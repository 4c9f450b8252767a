//! Server-Sent Events for panel activity

use crate::AppState;
use axum::{
    extract::State,
    response::sse::{Event, Sse},
};
use futures::stream::Stream;
use std::convert::Infallible;

/// GET /events - SSE stream of every `PanelEvent`
pub async fn event_stream(
    State(state): State<AppState>,
) -> Sse<impl Stream<Item = Result<Event, Infallible>>> {
    sonomap_common::sse::event_bus_sse_stream(state.panel.event_bus(), "sonomap-panel")
}
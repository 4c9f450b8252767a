//! Event types for the SonoMap event system
//!
//! Provides the panel event definitions and the EventBus that distributes them.

mod panel_types;

pub use panel_types::{AnalysisKind, ClearReason, Dimensionality, ReductionMethod, SelectionMode};

use chrono::{DateTime, Utc};
use serde::{Deserialize, Serialize};
use tokio::sync::broadcast;

/// Panel event types
///
/// Events are broadcast via EventBus and serialized for SSE transmission.
#[derive(Debug, Clone, Serialize, Deserialize)]
#[serde(tag = "type")]
pub enum PanelEvent {
    /// A visualization mode produced a different selection
    SelectionChanged {
        /// Mode that produced the selection
        mode: SelectionMode,
        /// Selected file identifiers, sorted
        files: Vec<String>,
        timestamp: DateTime<Utc>,
    },

    /// Active analysis kind changed (user switch or model-forced)
    AnalysisKindChanged {
        old_kind: AnalysisKind,
        new_kind: AnalysisKind,
        /// True when a model change forced the switch
        forced: bool,
        timestamp: DateTime<Utc>,
    },

    /// Analysis dispatch issued to the backend
    AnalysisStarted {
        seq: u64,
        kind: AnalysisKind,
        file_count: usize,
        timestamp: DateTime<Utc>,
    },

    /// Analysis result committed
    AnalysisCompleted {
        seq: u64,
        kind: AnalysisKind,
        timestamp: DateTime<Utc>,
    },

    /// Analysis failed; the result was cleared
    AnalysisFailed {
        seq: u64,
        kind: AnalysisKind,
        message: String,
        timestamp: DateTime<Utc>,
    },

    /// A completion arrived after a newer request and was dropped
    AnalysisDiscarded {
        seq: u64,
        latest: u64,
        timestamp: DateTime<Utc>,
    },

    /// Analysis result cleared without a fetch
    AnalysisCleared {
        reason: ClearReason,
        timestamp: DateTime<Utc>,
    },

    /// Projection requested from the projection service
    EmbeddingRequested {
        seq: u64,
        method: ReductionMethod,
        dimensions: Dimensionality,
        file_count: usize,
        timestamp: DateTime<Utc>,
    },

    /// Projection committed
    EmbeddingCompleted {
        seq: u64,
        point_count: usize,
        timestamp: DateTime<Utc>,
    },

    /// Projection failed
    EmbeddingFailed {
        seq: u64,
        message: String,
        timestamp: DateTime<Utc>,
    },

    /// A projection completion arrived after a newer request and was dropped
    EmbeddingDiscarded {
        seq: u64,
        latest: u64,
        timestamp: DateTime<Utc>,
    },
}

impl PanelEvent {
    /// Event name used as the SSE `event:` field
    pub fn event_type(&self) -> &'static str {
        match self {
            PanelEvent::SelectionChanged { .. } => "SelectionChanged",
            PanelEvent::AnalysisKindChanged { .. } => "AnalysisKindChanged",
            PanelEvent::AnalysisStarted { .. } => "AnalysisStarted",
            PanelEvent::AnalysisCompleted { .. } => "AnalysisCompleted",
            PanelEvent::AnalysisFailed { .. } => "AnalysisFailed",
            PanelEvent::AnalysisDiscarded { .. } => "AnalysisDiscarded",
            PanelEvent::AnalysisCleared { .. } => "AnalysisCleared",
            PanelEvent::EmbeddingRequested { .. } => "EmbeddingRequested",
            PanelEvent::EmbeddingCompleted { .. } => "EmbeddingCompleted",
            PanelEvent::EmbeddingFailed { .. } => "EmbeddingFailed",
            PanelEvent::EmbeddingDiscarded { .. } => "EmbeddingDiscarded",
        }
    }
}

// ========================================
// EventBus Implementation
// ========================================

/// Central event distribution bus for panel events
///
/// Uses tokio::broadcast internally:
/// - Non-blocking publish (slow subscribers don't block producers)
/// - Multiple concurrent subscribers
/// - Lagged message detection for slow subscribers
///
/// # Examples
///
/// ```
/// use sonomap_common::events::{EventBus, PanelEvent, ClearReason};
///
/// let event_bus = EventBus::new(100);
/// let mut rx = event_bus.subscribe();
///
/// event_bus.emit_lossy(PanelEvent::AnalysisCleared {
///     reason: ClearReason::EmptySelection,
///     timestamp: chrono::Utc::now(),
/// });
///
/// assert!(rx.try_recv().is_ok());
/// ```
#[derive(Clone)]
pub struct EventBus {
    tx: broadcast::Sender<PanelEvent>,
    capacity: usize,
}

impl EventBus {
    /// Creates a new EventBus with specified channel capacity
    pub fn new(capacity: usize) -> Self {
        let (tx, _) = broadcast::channel(capacity);
        Self { tx, capacity }
    }

    /// Subscribe to all future events
    ///
    /// Events emitted before subscription are not received.
    pub fn subscribe(&self) -> broadcast::Receiver<PanelEvent> {
        self.tx.subscribe()
    }

    /// Emit an event to all subscribers
    ///
    /// Returns `Ok(subscriber_count)` if at least one subscriber exists.
    #[allow(clippy::result_large_err)]
    pub fn emit(
        &self,
        event: PanelEvent,
    ) -> Result<usize, broadcast::error::SendError<PanelEvent>> {
        self.tx.send(event)
    }

    /// Emit an event, ignoring if no subscribers are listening
    pub fn emit_lossy(&self, event: PanelEvent) {
        let _ = self.tx.send(event);
    }

    /// Get the current number of active subscribers
    pub fn subscriber_count(&self) -> usize {
        self.tx.receiver_count()
    }

    /// Get the configured channel capacity
    pub fn capacity(&self) -> usize {
        self.capacity
    }
}

#[cfg(test)]
mod tests {
    use super::*;

    #[test]
    fn test_event_serializes_with_type_tag() {
        let event = PanelEvent::AnalysisStarted {
            seq: 4,
            kind: AnalysisKind::AudioFeatures,
            file_count: 2,
            timestamp: Utc::now(),
        };

        let json = serde_json::to_value(&event).unwrap();
        assert_eq!(json["type"], "AnalysisStarted");
        assert_eq!(json["kind"], "audio-features");
        assert_eq!(json["seq"], 4);
        assert_eq!(event.event_type(), "AnalysisStarted");
    }

    #[test]
    fn test_emit_without_subscribers_is_err() {
        let bus = EventBus::new(10);
        let result = bus.emit(PanelEvent::AnalysisCleared {
            reason: ClearReason::KindChanged,
            timestamp: Utc::now(),
        });
        assert!(result.is_err());
        assert_eq!(bus.capacity(), 10);
    }

    #[tokio::test]
    async fn test_subscribers_receive_events() {
        let bus = EventBus::new(10);
        let mut rx1 = bus.subscribe();
        let mut rx2 = bus.subscribe();
        assert_eq!(bus.subscriber_count(), 2);

        let delivered = bus
            .emit(PanelEvent::SelectionChanged {
                mode: SelectionMode::Planar,
                files: vec!["a.wav".to_string()],
                timestamp: Utc::now(),
            })
            .unwrap();
        assert_eq!(delivered, 2);

        for rx in [&mut rx1, &mut rx2] {
            match rx.recv().await.unwrap() {
                PanelEvent::SelectionChanged { mode, files, .. } => {
                    assert_eq!(mode, SelectionMode::Planar);
                    assert_eq!(files, vec!["a.wav".to_string()]);
                }
                other => panic!("unexpected event {:?}", other),
            }
        }
    }
}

-*-

* [WHAT YOU HAVE TO DO] The word "AnalysisStarted" may turn up on some lines of these records; say how many, with no other words.

* [REPLY] 5